»»

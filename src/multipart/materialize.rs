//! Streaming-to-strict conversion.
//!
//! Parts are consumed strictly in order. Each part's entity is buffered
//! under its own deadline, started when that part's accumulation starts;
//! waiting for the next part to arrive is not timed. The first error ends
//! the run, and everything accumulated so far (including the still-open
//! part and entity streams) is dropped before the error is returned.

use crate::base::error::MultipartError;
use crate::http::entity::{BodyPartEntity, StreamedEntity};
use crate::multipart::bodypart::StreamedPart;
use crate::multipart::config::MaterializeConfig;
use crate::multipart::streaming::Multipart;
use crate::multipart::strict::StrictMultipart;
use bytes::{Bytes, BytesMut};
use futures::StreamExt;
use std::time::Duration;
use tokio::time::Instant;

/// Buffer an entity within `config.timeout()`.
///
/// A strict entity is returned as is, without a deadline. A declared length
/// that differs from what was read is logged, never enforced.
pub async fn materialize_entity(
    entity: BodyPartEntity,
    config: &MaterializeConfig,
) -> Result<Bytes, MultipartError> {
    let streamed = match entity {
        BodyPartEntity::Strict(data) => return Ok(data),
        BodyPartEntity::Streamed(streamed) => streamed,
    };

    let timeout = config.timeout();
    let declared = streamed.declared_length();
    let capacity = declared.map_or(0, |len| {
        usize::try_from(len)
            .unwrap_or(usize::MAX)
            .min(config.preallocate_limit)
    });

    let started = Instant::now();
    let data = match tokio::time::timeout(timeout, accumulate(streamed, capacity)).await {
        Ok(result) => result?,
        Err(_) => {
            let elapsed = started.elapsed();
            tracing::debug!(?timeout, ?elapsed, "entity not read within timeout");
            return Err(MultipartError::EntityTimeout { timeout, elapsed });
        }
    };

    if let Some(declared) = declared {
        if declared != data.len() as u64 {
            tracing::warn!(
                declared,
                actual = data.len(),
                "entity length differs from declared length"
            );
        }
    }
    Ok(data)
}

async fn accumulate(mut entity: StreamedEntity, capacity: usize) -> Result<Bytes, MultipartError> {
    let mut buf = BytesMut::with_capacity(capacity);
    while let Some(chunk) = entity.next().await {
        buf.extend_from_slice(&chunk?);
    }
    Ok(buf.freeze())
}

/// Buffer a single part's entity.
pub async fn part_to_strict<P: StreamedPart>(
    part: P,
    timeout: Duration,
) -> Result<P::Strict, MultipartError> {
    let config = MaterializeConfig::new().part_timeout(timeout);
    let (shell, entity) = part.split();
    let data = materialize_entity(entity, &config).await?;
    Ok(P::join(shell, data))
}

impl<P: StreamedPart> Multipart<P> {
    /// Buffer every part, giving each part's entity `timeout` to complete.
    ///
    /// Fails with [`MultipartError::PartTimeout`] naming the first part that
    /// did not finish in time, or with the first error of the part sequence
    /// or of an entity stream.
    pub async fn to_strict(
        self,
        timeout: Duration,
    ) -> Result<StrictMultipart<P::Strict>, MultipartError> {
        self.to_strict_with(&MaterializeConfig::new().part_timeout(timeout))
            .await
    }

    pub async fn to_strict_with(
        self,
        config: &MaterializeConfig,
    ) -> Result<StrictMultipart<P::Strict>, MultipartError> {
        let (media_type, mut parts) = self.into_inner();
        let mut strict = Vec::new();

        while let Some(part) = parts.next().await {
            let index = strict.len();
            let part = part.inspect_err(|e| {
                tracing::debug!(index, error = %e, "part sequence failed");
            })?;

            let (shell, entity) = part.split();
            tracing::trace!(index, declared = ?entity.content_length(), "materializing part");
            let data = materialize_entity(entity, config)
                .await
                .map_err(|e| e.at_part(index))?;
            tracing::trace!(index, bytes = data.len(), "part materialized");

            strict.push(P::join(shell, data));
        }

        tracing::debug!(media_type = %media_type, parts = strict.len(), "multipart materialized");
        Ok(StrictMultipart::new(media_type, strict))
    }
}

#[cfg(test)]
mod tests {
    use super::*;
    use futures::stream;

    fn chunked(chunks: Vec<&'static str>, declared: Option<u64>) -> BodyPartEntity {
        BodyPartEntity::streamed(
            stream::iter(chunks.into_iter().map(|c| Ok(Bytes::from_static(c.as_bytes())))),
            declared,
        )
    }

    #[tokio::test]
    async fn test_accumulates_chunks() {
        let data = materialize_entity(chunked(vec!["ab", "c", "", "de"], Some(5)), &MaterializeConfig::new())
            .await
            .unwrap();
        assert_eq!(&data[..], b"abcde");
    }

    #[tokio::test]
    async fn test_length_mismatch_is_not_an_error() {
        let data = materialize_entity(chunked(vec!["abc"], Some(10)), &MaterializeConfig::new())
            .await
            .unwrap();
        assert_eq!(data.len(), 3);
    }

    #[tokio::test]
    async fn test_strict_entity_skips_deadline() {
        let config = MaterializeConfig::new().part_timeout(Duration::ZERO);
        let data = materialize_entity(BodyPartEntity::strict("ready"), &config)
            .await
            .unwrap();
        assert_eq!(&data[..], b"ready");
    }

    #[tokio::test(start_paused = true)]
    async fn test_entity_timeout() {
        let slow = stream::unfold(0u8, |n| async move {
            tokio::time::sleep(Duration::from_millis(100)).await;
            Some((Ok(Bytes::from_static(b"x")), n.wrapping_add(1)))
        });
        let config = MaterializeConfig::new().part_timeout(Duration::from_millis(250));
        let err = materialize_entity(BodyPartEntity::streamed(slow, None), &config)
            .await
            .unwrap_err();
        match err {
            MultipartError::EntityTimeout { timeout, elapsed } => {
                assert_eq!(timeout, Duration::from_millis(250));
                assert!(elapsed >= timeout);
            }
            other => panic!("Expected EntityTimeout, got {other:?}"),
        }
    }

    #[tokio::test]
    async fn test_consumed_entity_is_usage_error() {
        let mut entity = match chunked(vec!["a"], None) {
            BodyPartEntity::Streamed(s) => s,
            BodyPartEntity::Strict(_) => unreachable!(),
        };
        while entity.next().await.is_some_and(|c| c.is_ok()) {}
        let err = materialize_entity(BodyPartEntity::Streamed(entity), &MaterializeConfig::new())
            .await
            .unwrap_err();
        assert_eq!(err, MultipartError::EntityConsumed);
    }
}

««

### [Activity]
Return word for word the lines above from the line with "single part's entity." to the line with "let part = part.inspect_err(|e|", including both and leaving out all others.

### [Solution to this problem]
/// Buffer a single part's entity.
pub async fn part_to_strict<P: StreamedPart>(
    part: P,
    timeout: Duration,
) -> Result<P::Strict, MultipartError> {
    let config = MaterializeConfig::new().part_timeout(timeout);
    let (shell, entity) = part.split();
    let data = materialize_entity(entity, &config).await?;
    Ok(P::join(shell, data))
}

impl<P: StreamedPart> Multipart<P> {
    /// Buffer every part, giving each part's entity `timeout` to complete.
    ///
    /// Fails with [`MultipartError::PartTimeout`] naming the first part that
    /// did not finish in time, or with the first error of the part sequence
    /// or of an entity stream.
    pub async fn to_strict(
        self,
        timeout: Duration,
    ) -> Result<StrictMultipart<P::Strict>, MultipartError> {
        self.to_strict_with(&MaterializeConfig::new().part_timeout(timeout))
            .await
    }

    pub async fn to_strict_with(
        self,
        config: &MaterializeConfig,
    ) -> Result<StrictMultipart<P::Strict>, MultipartError> {
        let (media_type, mut parts) = self.into_inner();
        let mut strict = Vec::new();

        while let Some(part) = parts.next().await {
            let index = strict.len();
            let part = part.inspect_err(|e| {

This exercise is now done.